Congressional Democrats who have championed the child tax credit are not yet waving the white flag. Senators Michael Bennet, Cory Booker, Sherrod Brown, Raphael Warnock, and Ron Wyden sent a letter to Biden on Wednesday urging him to include an extension of the child tax credit in Build Back Better. Bennet, Booker, and Brown co-sponsored the American Family Act, which provided the basis for the version of the expanded credit in the American Rescue Plan. “Raising taxes on working families is the last thing we should do during a pandemic,” the five said in their letter.
But Democrats also have opened the door to bipartisan negotiations on the topic. Bennet said in a press call last week that he wanted to try extending the credit through the Build Back Better Act first, but that there is a “basis” for future negotiations to make the credit permanent. (In 2019, Bennet and Romney together introduced a proposal including a fully refundable child tax credit.)

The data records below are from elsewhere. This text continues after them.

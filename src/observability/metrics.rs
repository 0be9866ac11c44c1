//! Metrics for normalization runs.
//!
//! Recording is always on; nothing is exported unless [`init`] installed a
//! Prometheus recorder, in which case [`render`] produces the text format.

use std::fmt;
use std::sync::OnceLock;

use metrics_exporter_prometheus::{PrometheusBuilder, PrometheusHandle};
use tracing::info;

/// Enum representing all metric names used in the system
#[derive(Debug, Clone, Copy, PartialEq, Eq, Hash)]
pub enum MetricName {
    NormalizeFilesProcessed,
    NormalizeFilesFailed,
    NormalizeWarnings,
    NormalizeMissingDirs,
    NormalizeRunDuration,
}

impl MetricName {
    pub fn as_str(&self) -> &'static str {
        match self {
            MetricName::NormalizeFilesProcessed => "rules_normalize_files_processed_total",
            MetricName::NormalizeFilesFailed => "rules_normalize_files_failed_total",
            MetricName::NormalizeWarnings => "rules_normalize_warnings_total",
            MetricName::NormalizeMissingDirs => "rules_normalize_missing_dirs_total",
            MetricName::NormalizeRunDuration => "rules_normalize_run_duration_seconds",
        }
    }
}

impl fmt::Display for MetricName {
    fn fmt(&self, f: &mut fmt::Formatter<'_>) -> fmt::Result {
        write!(f, "{}", self.as_str())
    }
}

static METRICS_HANDLE: OnceLock<PrometheusHandle> = OnceLock::new();

/// Install the Prometheus recorder. Safe to call more than once.
pub fn init() -> Result<(), Box<dyn std::error::Error>> {
    if METRICS_HANDLE.get().is_some() {
        return Ok(());
    }
    let handle = PrometheusBuilder::new()
        .install_recorder()
        .map_err(|e| format!("Failed to install Prometheus recorder: {}", e))?;
    METRICS_HANDLE.set(handle).ok();
    info!("Metrics system initialized");
    Ok(())
}

/// Render all recorded metrics in Prometheus text format, if initialized
pub fn render() -> Option<String> {
    METRICS_HANDLE.get().map(|handle| handle.render())
}

pub mod normalize {
    use super::MetricName;

    pub fn file_processed() {
        ::metrics::counter!(MetricName::NormalizeFilesProcessed.as_str()).increment(1);
    }

    pub fn file_failed() {
        ::metrics::counter!(MetricName::NormalizeFilesFailed.as_str()).increment(1);
    }

    pub fn warning_logged(kind: &'static str) {
        ::metrics::counter!(MetricName::NormalizeWarnings.as_str(), "kind" => kind).increment(1);
    }

    pub fn missing_dir() {
        ::metrics::counter!(MetricName::NormalizeMissingDirs.as_str()).increment(1);
    }

    pub fn run_duration(secs: f64) {
        ::metrics::histogram!(MetricName::NormalizeRunDuration.as_str()).record(secs);
    }
}
#[cfg(test)]
mod tests {
    use super::*;

    fn ctx() -> Context {
        Context::for_file("features/test.json")
    }

    fn normalize(value: Value) -> (CanonicalEffect, Vec<Warning>) {
        let mut warnings = Vec::new();
        let map = value.as_object().cloned().unwrap();
        let effect = normalize_effect_object(&map, &ctx(), &mut warnings);
        (effect, warnings)
    }

    #[test]
    fn test_empty_object_gets_canonical_fields() {
        let (effect, warnings) = normalize(json!({}));
        assert_eq!(
            effect.clone().into_value(),
            json!({
                "id": null,
                "type": null,
                "source": null,
                "priority": 0,
                "payload": {},
                "_normalized_from": [{ "file": "features/test.json" }]
            })
        );
        assert!(warnings.is_empty());
    }

    #[test]
    fn test_identity_falls_back_to_payload() {
        let (effect, _) = normalize(json!({
            "payload": { "featureId": "second-wind", "type": "grant_feature", "priority": 5, "source": "phb" }
        }));
        assert_eq!(effect.id(), Some("second-wind"));
        assert_eq!(effect.kind(), Some("grant_feature"));
        assert_eq!(effect.get("priority"), Some(&json!(5)));
        assert_eq!(effect.get("source"), Some(&json!("phb")));
        assert_eq!(effect.payload()["feature_id"], json!("second-wind"));
    }

    #[test]
    fn test_context_source_is_last_resort() {
        let mut warnings = Vec::new();
        let map = json!({ "type": "note" }).as_object().cloned().unwrap();
        let ctx = ctx().with_source(Some("srd".to_string()));
        let effect = normalize_effect_object(&map, &ctx, &mut warnings);
        assert_eq!(effect.get("source"), Some(&json!("srd")));
    }

    #[test]
    fn test_grant_feature_without_id_warns() {
        let (effect, warnings) = normalize(json!({ "type": "grant_feature" }));
        assert_eq!(effect.payload()["feature_id"], Value::Null);
        assert_eq!(warnings.len(), 1);
        assert_eq!(warnings[0].kind(), "grant_feature_no_id");
    }

    #[test]
    fn test_grant_feature_aliases_unify() {
        for alias in ["feature_id", "featureId", "id", "feature"] {
            let (effect, warnings) = normalize(json!({
                "type": "grant_feature",
                "payload": { alias: "extra-attack" }
            }));
            assert_eq!(effect.payload()["feature_id"], json!("extra-attack"), "alias {}", alias);
            assert!(warnings.is_empty());
        }
    }

    #[test]
    fn test_granted_feature_alias_fills_missing_id() {
        let (effect, _) = normalize(json!({ "type": "grant_feature", "payload": { "feature": "darkvision" } }));
        assert_eq!(effect.id(), Some("darkvision"));

        let (again, _) = normalize(effect.into_value());
        assert_eq!(again.id(), Some("darkvision"));

        let (own, _) = normalize(json!({ "id": "racial", "payload": { "feature": "darkvision" } }));
        assert_eq!(own.id(), Some("racial"));
    }

    #[test]
    fn test_payload_is_held_beside_fields() {
        let (effect, _) = normalize(json!({ "zeta": 1, "payload": { "a": 1 }, "alpha": 2 }));
        assert_eq!(effect.payload(), json!({ "a": 1 }).as_object().unwrap());
        assert_eq!(effect.get("payload"), None);

        let keys: Vec<String> = effect.into_object().keys().cloned().collect();
        assert_eq!(keys[..3], ["zeta", "payload", "alpha"]);
    }

    #[test]
    fn test_spell_grant_aliases_unify_without_warning() {
        let (effect, warnings) = normalize(json!({ "type": "spell_grant", "payload": { "spellId": "light" } }));
        assert_eq!(effect.payload()["spell_id"], json!("light"));
        assert!(warnings.is_empty());

        let (effect, warnings) = normalize(json!({ "type": "spell_grant" }));
        assert_eq!(effect.payload()["spell_id"], Value::Null);
        assert!(warnings.is_empty());
    }

    #[test]
    fn test_choice_variants_are_canonicalized() {
        let (effect, warnings) = normalize(json!({
            "type": "Language_Choice",
            "payload": { "count": "2", "from": [{ "id": "elvish", "label": "Elvish" }, "dwarvish"] },
            "expertise": 1
        }));
        assert_eq!(effect.kind(), Some("choice"));
        assert_eq!(effect.payload()["choose"], json!(2));
        assert_eq!(effect.payload()["from"], json!(["elvish", "dwarvish"]));
        assert_eq!(
            effect.payload()["from_labels"],
            json!([{ "id": "elvish", "label": "Elvish" }, { "id": "dwarvish", "label": "dwarvish" }])
        );
        assert_eq!(effect.payload()["expertise"], json!(true));
        assert!(warnings.is_empty());
    }

    #[test]
    fn test_choice_without_from_defaults() {
        let (effect, warnings) = normalize(json!({ "type": "tool_choice" }));
        assert_eq!(effect.payload()["choose"], json!(1));
        assert_eq!(effect.payload()["from"], json!([]));
        assert!(warnings.is_empty());
    }

    #[test]
    fn test_non_numeric_choose_warns_and_defaults() {
        let (effect, warnings) = normalize(json!({ "type": "choice", "payload": { "choose": "two", "from": ["a"] } }));
        assert_eq!(effect.payload()["choose"], json!(1));
        assert_eq!(warnings.len(), 1);
        assert_eq!(warnings[0].kind(), "choose_not_numeric");
    }

    #[test]
    fn test_untagged_choice_shape_is_canonicalized() {
        let (effect, warnings) = normalize(json!({ "type": "bonus", "payload": { "from": "athletics" } }));
        assert_eq!(effect.kind(), Some("bonus"));
        assert_eq!(effect.payload()["choose"], json!(1));
        assert_eq!(effect.payload()["from"], json!(["athletics"]));
        assert_eq!(warnings.len(), 1);
        assert_eq!(warnings[0].kind(), "from_not_array");
    }

    #[test]
    fn test_spellcasting_slots_are_normalized() {
        let (effect, warnings) = normalize(json!({
            "type": "spellcasting_feature",
            "slots_table": "{\"1\": 2}"
        }));
        assert_eq!(effect.payload()["slots_table"], json!({ "1": 2 }));
        assert!(warnings.is_empty());

        let (effect, warnings) = normalize(json!({ "payload": { "slots_table": "oops" } }));
        assert_eq!(effect.payload()["slots_table"], json!({}));
        assert_eq!(warnings[0].kind(), "slots_table_parse_error");
    }

    #[test]
    fn test_conditions_are_promoted() {
        let (effect, _) = normalize(json!({ "payload": { "conditions": [{ "level": 3 }] } }));
        assert_eq!(effect.get("conditions"), Some(&json!([{ "level": 3 }])));

        let (effect, _) = normalize(json!({ "conditions": "keep", "payload": { "conditions": "other" } }));
        assert_eq!(effect.get("conditions"), Some(&json!("keep")));
    }

    #[test]
    fn test_mecanique_bridges_to_effects_and_payload() {
        let (effect, warnings) = normalize(json!({
            "id": "fighting-style",
            "mecanique": { "type": "grant_feature", "feature_id": "archery" }
        }));
        assert_eq!(effect.kind(), Some("grant_feature"));
        assert_eq!(effect.payload()["feature_id"], json!("archery"));

        let effects = effect.effects().unwrap();
        assert_eq!(effects.len(), 1);
        assert_eq!(effects[0]["payload"], json!({ "feature_id": null }));
        assert_eq!(warnings.len(), 2);
        assert_eq!(warnings[0].kind(), "mecanique_mapped_to_effects");
        // Only the payload is searched for the granted id, and the nested copy has none
        assert_eq!(warnings[1].kind(), "grant_feature_no_id");
        assert_eq!(warnings[1].context().nested_index, Some(0));
    }

    #[test]
    fn test_existing_effects_win_over_mecanique() {
        let (effect, warnings) = normalize(json!({
            "effects": [{ "type": "a" }],
            "mecanique": [{ "type": "b" }, { "type": "c" }]
        }));
        let effects = effect.effects().unwrap();
        assert_eq!(effects.len(), 1);
        assert_eq!(effects[0]["type"], json!("a"));
        assert!(warnings.is_empty());
    }

    #[test]
    fn test_lone_effects_object_is_wrapped() {
        let (effect, _) = normalize(json!({ "effects": { "type": "bonus" } }));
        let effects = effect.effects().unwrap();
        assert_eq!(effects.len(), 1);
        assert_eq!(effects[0]["type"], json!("bonus"));
    }

    #[test]
    fn test_deep_nesting_normalizes_every_level() {
        let (effect, warnings) = normalize(json!({
            "type": "bundle",
            "effects": [{
                "type": "bundle",
                "effects": [{ "type": "skill_choice", "from": ["arcana"] }]
            }]
        }));
        let inner = &effect.effects().unwrap()[0]["effects"][0];
        assert_eq!(inner["type"], json!("choice"));
        assert_eq!(inner["payload"]["from"], json!(["arcana"]));
        assert!(warnings.is_empty());
    }

    #[test]
    fn test_non_object_effects_pass_through_with_warning() {
        let (effect, warnings) = normalize(json!({ "effects": ["darkvision", { "type": "x" }] }));
        let effects = effect.effects().unwrap();
        assert_eq!(effects[0], json!("darkvision"));
        assert_eq!(effects[1]["type"], json!("x"));
        assert_eq!(warnings.len(), 1);
        assert_eq!(warnings[0].kind(), "effect_not_object");
        assert_eq!(warnings[0].context().nested_index, Some(0));
    }

    #[test]
    fn test_non_object_payload_is_replaced() {
        let (effect, warnings) = normalize(json!({ "payload": "legacy" }));
        assert_eq!(effect.payload(), &Object::new());
        assert_eq!(warnings[0].kind(), "payload_not_object");
    }

    #[test]
    fn test_audit_trail_accumulates() {
        let (once, _) = normalize(json!({ "type": "bonus" }));
        let (twice, _) = normalize(once.into_value());
        assert_eq!(twice.normalized_from().len(), 2);
    }

    #[test]
    fn test_input_is_not_mutated() {
        let raw = json!({ "type": "skill_choice", "from": ["a"] });
        let map = raw.as_object().cloned().unwrap();
        let mut warnings = Vec::new();
        let _ = normalize_effect_object(&map, &ctx(), &mut warnings);
        assert_eq!(Value::Object(map), raw);
    }

    #[test]
    fn test_scalar_input_passes_through() {
        let mut warnings = Vec::new();
        let out = normalize_effect(&json!("rage"), &ctx(), &mut warnings);
        assert_eq!(out, json!("rage"));
        assert_eq!(warnings[0].kind(), "effect_not_object");
    }
}
/// Content directories scanned when no input directories are configured
pub const DEFAULT_INPUT_DIRS: &[&str] = &[
    "classes",
    "races",
    "features",
    "spells",
    "subclasses",
    "backgrounds",
    "items",
];

/// Output root, relative to the run root
pub const DEFAULT_OUT_DIR: &str = "normalized";

/// Run report written once per invocation under the output root
pub const REPORT_FILE_NAME: &str = "report.json";

/// Only files with this exact extension are treated as content records
pub const DATA_EXTENSION: &str = "json";

/// Optional configuration file looked up in the run root
pub const CONFIG_FILE_NAME: &str = "normalize.toml";

/// Get the default input directories as owned strings
pub fn default_input_dirs() -> Vec<String> {
    DEFAULT_INPUT_DIRS.iter().map(|d| d.to_string()).collect()
}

“That creates an important basis for a bipartisan negotiation,” Bennet said, adding that he would consider working on a stand-alone bill if that is the only way to pass an extension of the credit. Bennet further said that Romney’s “policy is the same,” although the revenue streams are different. A spokesperson for Bennet later clarified that the senator strongly disagreed with Romney’s pay-fors and believes it is possible to fund an extension of the child tax credit without cutting other support for the poor.
Discussions of any bipartisan negotiation are likely premature, in part because Manchin’s skepticism about the child tax credit would likely extend to any stand-alone proposal as well. In a statement in late December, Romney said that he believed it was time Democrats began working with Republicans on the issue, but he added that “concerns about how changes to the CTC could impact a family’s connection to work can and should be addressed.” Republican Senators Marco Rubio and Mike Lee have proposed a child tax credit that is in some ways more generous than Biden’s, but they oppose the provision allowing families too poor to file income taxes to receive the credit and criticized Democrats’ plan for not including work requirements.

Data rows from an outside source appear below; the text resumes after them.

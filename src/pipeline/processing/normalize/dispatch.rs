use serde_json::Value;

use super::effect::{as_list, normalize_effect, normalize_effect_object};
use super::fields::{field, has, has_any, object_at, Object};
use super::warning::{Context, Warning};
use super::RawValue;

/// Author-facing prose restored verbatim on single-record files
const METADATA_FIELDS: [&str; 3] = ["nom", "name", "description"];

/// The top-level shapes a content file can take
#[derive(Debug, Clone, Copy, PartialEq, Eq)]
pub enum FileShape {
    /// An object with a `features` list (class and race files)
    FeatureWrapper,
    /// A bare list of effects or other values
    EffectList,
    /// A single feature or effect object
    SingleRecord,
    Unknown,
}

impl FileShape {
    pub fn classify(value: &Value) -> Self {
        match RawValue::from(value) {
            RawValue::Object(map) if matches!(map.get("features"), Some(Value::Array(_))) => {
                FileShape::FeatureWrapper
            }
            RawValue::List(_) => FileShape::EffectList,
            RawValue::Object(map) if has_any(map, &["id", "type", "effects", "mecanique"]) => {
                FileShape::SingleRecord
            }
            RawValue::Object(_) | RawValue::Scalar(_) => FileShape::Unknown,
        }
    }
}

/// Normalize a whole parsed file, choosing the transformation by its shape.
///
/// Always produces output: unrecognized shapes are returned unchanged with a
/// `file_unknown_shape` warning.
pub fn normalize_file(value: &Value, ctx: &Context, warnings: &mut Vec<Warning>) -> Value {
    match (FileShape::classify(value), value) {
        (FileShape::FeatureWrapper, Value::Object(map)) => normalize_feature_wrapper(map, ctx, warnings),
        (FileShape::EffectList, Value::Array(items)) => normalize_effect_list(items, ctx, warnings),
        (FileShape::SingleRecord, Value::Object(map)) => normalize_single_record(map, ctx, warnings),
        _ => {
            warnings.push(Warning::FileUnknownShape {
                context: ctx.clone(),
                file: ctx.file.clone(),
            });
            value.clone()
        }
    }
}

fn normalize_feature_wrapper(map: &Object, ctx: &Context, warnings: &mut Vec<Warning>) -> Value {
    let mut out = map.clone();
    let features = map.get("features").and_then(Value::as_array).cloned().unwrap_or_default();

    let mut normalized = Vec::with_capacity(features.len());
    for feature in &features {
        normalized.push(normalize_feature(feature, ctx, warnings));
    }

    out.insert("features".to_string(), Value::Array(normalized));
    Value::Object(out)
}

fn normalize_feature(feature: &Value, ctx: &Context, warnings: &mut Vec<Warning>) -> Value {
    let Value::Object(original) = feature else {
        return normalize_effect(feature, ctx, warnings);
    };

    let feature_id = field(Some(original), "id").cloned();
    let feature_ctx = ctx.clone().with_feature_id(feature_id.clone());

    let mut nf = original.clone();
    if promote_mecanique(&mut nf) {
        warnings.push(Warning::FeatureMecaniqueMapped {
            context: feature_ctx.clone(),
            file: ctx.file.clone(),
            feature_id: feature_id.clone(),
        });
    }
    normalize_nested_effects(&mut nf, &feature_ctx, warnings);

    let mut out = normalize_effect_object(&nf, &feature_ctx, warnings).into_object();

    // The authored id wins over anything the fallback chains produced
    let id = feature_id
        .or_else(|| field(Some(&out), "id").cloned())
        .or_else(|| field(object_at(&out, "payload"), "feature_id").cloned())
        .unwrap_or(Value::Null);
    out.insert("id".to_string(), id);

    Value::Object(out)
}

fn normalize_effect_list(items: &[Value], ctx: &Context, warnings: &mut Vec<Warning>) -> Value {
    let mut out = Vec::with_capacity(items.len());
    for (idx, item) in items.iter().enumerate() {
        let normalized = match item {
            Value::Object(map) if has_any(map, &["type", "effects", "mecanique"]) => {
                let item_ctx = ctx.clone().with_idx(idx);
                normalize_effect_object(map, &item_ctx, warnings).into_value()
            }
            other => other.clone(),
        };
        out.push(normalized);
    }
    Value::Array(out)
}

fn normalize_single_record(map: &Object, ctx: &Context, warnings: &mut Vec<Warning>) -> Value {
    let mut out = map.clone();
    promote_mecanique(&mut out);
    normalize_nested_effects(&mut out, ctx, warnings);

    let mut top = normalize_effect_object(&out, ctx, warnings).into_object();
    for key in METADATA_FIELDS {
        if let Some(value) = field(Some(map), key) {
            top.insert(key.to_string(), value.clone());
        }
    }
    Value::Object(top)
}

/// Copy `mecanique` into `effects` when no effects exist yet
fn promote_mecanique(map: &mut Object) -> bool {
    if has(map, "effects") {
        return false;
    }
    let Some(mecanique) = field(Some(map), "mecanique") else {
        return false;
    };
    let effects = as_list(mecanique);
    map.insert("effects".to_string(), Value::Array(effects));
    true
}

fn normalize_nested_effects(map: &mut Object, ctx: &Context, warnings: &mut Vec<Warning>) {
    if let Some(Value::Array(effects)) = map.get_mut("effects") {
        for (idx, effect) in effects.iter_mut().enumerate() {
            let effect_ctx = ctx.clone().with_idx(idx);
            let normalized = normalize_effect(effect, &effect_ctx, warnings);
            *effect = normalized;
        }
    }
}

Imposing some form of work requirements may be the only way for advocates of the child tax credit to get an extension, in or out of the Build Back Better Act. And yet many Democrats would argue that this undermines the very purpose of the credit by punishing children living in poverty with unemployed parents.
But part of the solution may also be in how the credit is advertised. Democrats have touted the child tax credit expansion as an anti-poverty measure, noting how it has helped to lift children out of poverty and has the capacity to cut the child poverty rate by more than 40 percent. But that framing raises the question—among centrists and Republicans, anyway—of who should receive the credit, or whether it should be tied to work requirements, as many welfare benefits have historically been. Advocates of Romney’s proposal, conversely, argue that it’s a family-oriented policy, which makes it more appealing across the political spectrum.

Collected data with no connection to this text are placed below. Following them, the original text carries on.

//! Field resolution: "first present value among several candidate names".
//!
//! Legacy records spell the same thing several ways (`featureId`,
//! `feature_id`, `id`, ...). Every lookup in the engine goes through
//! [`resolve`] so that a JSON `null` never shadows a later alias.

use serde_json::{Map, Number, Value};

pub type Object = Map<String, Value>;

/// Get `key` from an optional object, treating `null` as absent
pub fn field<'a>(source: Option<&'a Object>, key: &str) -> Option<&'a Value> {
    source.and_then(|map| map.get(key)).filter(|v| !v.is_null())
}

/// `true` when `key` exists in `map` with a non-null value
pub fn has(map: &Object, key: &str) -> bool {
    field(Some(map), key).is_some()
}

/// `true` when any of `keys` is present in `map`
pub fn has_any(map: &Object, keys: &[&str]) -> bool {
    keys.iter().any(|k| has(map, k))
}

/// First non-null value among `candidates`, in order
pub fn resolve<'a, I>(candidates: I) -> Option<&'a Value>
where
    I: IntoIterator<Item = (Option<&'a Object>, &'a str)>,
{
    candidates
        .into_iter()
        .find_map(|(source, key)| field(source, key))
}

/// Like [`resolve`], falling back to `default` and returning an owned value
pub fn resolve_or<'a, I>(candidates: I, default: Value) -> Value
where
    I: IntoIterator<Item = (Option<&'a Object>, &'a str)>,
{
    resolve(candidates).cloned().unwrap_or(default)
}

/// Borrow `key` of `map` as an object, if it is one
pub fn object_at<'a>(map: &'a Object, key: &str) -> Option<&'a Object> {
    map.get(key).and_then(Value::as_object)
}

/// JavaScript-style truthiness, used for legacy boolean flags
pub fn is_truthy(value: &Value) -> bool {
    match value {
        Value::Null => false,
        Value::Bool(b) => *b,
        Value::Number(n) => n.as_f64().map(|f| f != 0.0 && !f.is_nan()).unwrap_or(true),
        Value::String(s) => !s.is_empty(),
        Value::Array(_) | Value::Object(_) => true,
    }
}

/// Coerce a value to a JSON number the way a loose numeric field is read.
///
/// Numbers pass through, numeric strings are parsed (integral values stay
/// integers), booleans become 1/0. Anything else is `None`.
pub fn to_number(value: &Value) -> Option<Number> {
    match value {
        Value::Number(n) => Some(n.clone()),
        Value::Bool(b) => Some(Number::from(u8::from(*b))),
        Value::String(s) => {
            let trimmed = s.trim();
            if let Ok(i) = trimmed.parse::<i64>() {
                return Some(Number::from(i));
            }
            trimmed
                .parse::<f64>()
                .ok()
                .and_then(Number::from_f64)
        }
        _ => None,
    }
}

/// Render a scalar as an identifier string; strings are used verbatim
pub fn to_id_string(value: &Value) -> String {
    match value {
        Value::String(s) => s.clone(),
        other => other.to_string(),
    }
}
use serde::Serialize;
use serde_json::Value;

use super::fields::{resolve, to_id_string, Object};
use super::warning::{Context, Warning};

/// One option of a choice, with the label authors gave it (if any)
#[derive(Debug, Clone, PartialEq, Serialize)]
pub struct FromLabel {
    pub id: String,
    pub label: Option<String>,
}

/// Canonical "choose from" list: identifiers plus parallel labels
#[derive(Debug, Clone, Default, PartialEq)]
pub struct FromList {
    pub ids: Vec<String>,
    pub labels: Vec<FromLabel>,
}

impl FromList {
    fn push(&mut self, id: String, label: Option<String>) {
        self.labels.push(FromLabel {
            id: id.clone(),
            label,
        });
        self.ids.push(id);
    }

    /// Labels are worth keeping only if some differ from their identifier
    pub fn has_meaningful_labels(&self) -> bool {
        self.labels
            .iter()
            .any(|l| l.label.as_deref() != Some(l.id.as_str()))
    }

    /// Write `from` (and `from_labels` when meaningful) into a payload
    pub fn attach_to(self, payload: &mut Object) {
        let keep_labels = self.has_meaningful_labels();
        let ids = self.ids.into_iter().map(Value::String).collect();
        payload.insert("from".to_string(), Value::Array(ids));
        if keep_labels {
            let labels = serde_json::to_value(&self.labels).unwrap_or(Value::Null);
            payload.insert("from_labels".to_string(), labels);
        }
    }
}

/// Canonicalize a heterogeneous "choose from" value.
///
/// Every list element yields exactly one identifier, malformed ones included.
/// A missing value is an empty list; any other non-list shape is reported as
/// `from_not_array`.
pub fn normalize_from(raw: Option<&Value>, ctx: &Context, warnings: &mut Vec<Warning>) -> FromList {
    let mut out = FromList::default();

    let items = match raw {
        None | Some(Value::Null) => return out,
        Some(Value::Array(items)) => items,
        Some(other) => {
            warnings.push(Warning::FromNotArray {
                context: ctx.clone(),
                value: other.clone(),
            });
            if let Value::String(s) = other {
                out.push(s.clone(), Some(s.clone()));
            }
            return out;
        }
    };

    for item in items {
        match item {
            Value::String(s) => out.push(s.clone(), Some(s.clone())),
            Value::Object(map) => match option_id(map) {
                Some(id) => {
                    let label = resolve([(Some(map), "label"), (Some(map), "name"), (Some(map), "title")])
                        .map(to_id_string);
                    out.push(id, label);
                }
                None => {
                    let s = item.to_string();
                    out.push(s.clone(), Some(s));
                }
            },
            other => {
                let s = to_id_string(other);
                out.push(s.clone(), Some(s));
            }
        }
    }

    out
}

fn option_id(map: &Object) -> Option<String> {
    resolve([
        (Some(map), "id"),
        (Some(map), "value"),
        (Some(map), "key"),
        (Some(map), "name"),
    ])
    .map(to_id_string)
    .filter(|id| !id.is_empty())
}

“That framing is really important for defending expansion like this,” Hammond said. “Because as soon as you start talking about it being purely a poverty measure, then you’ve played into Manchin’s hands about means testing.” In other words, the West Virginia senator will need to be convinced—or at least be able to convince his supporters back home—that any such plan isn’t a handout, just a hand up for families.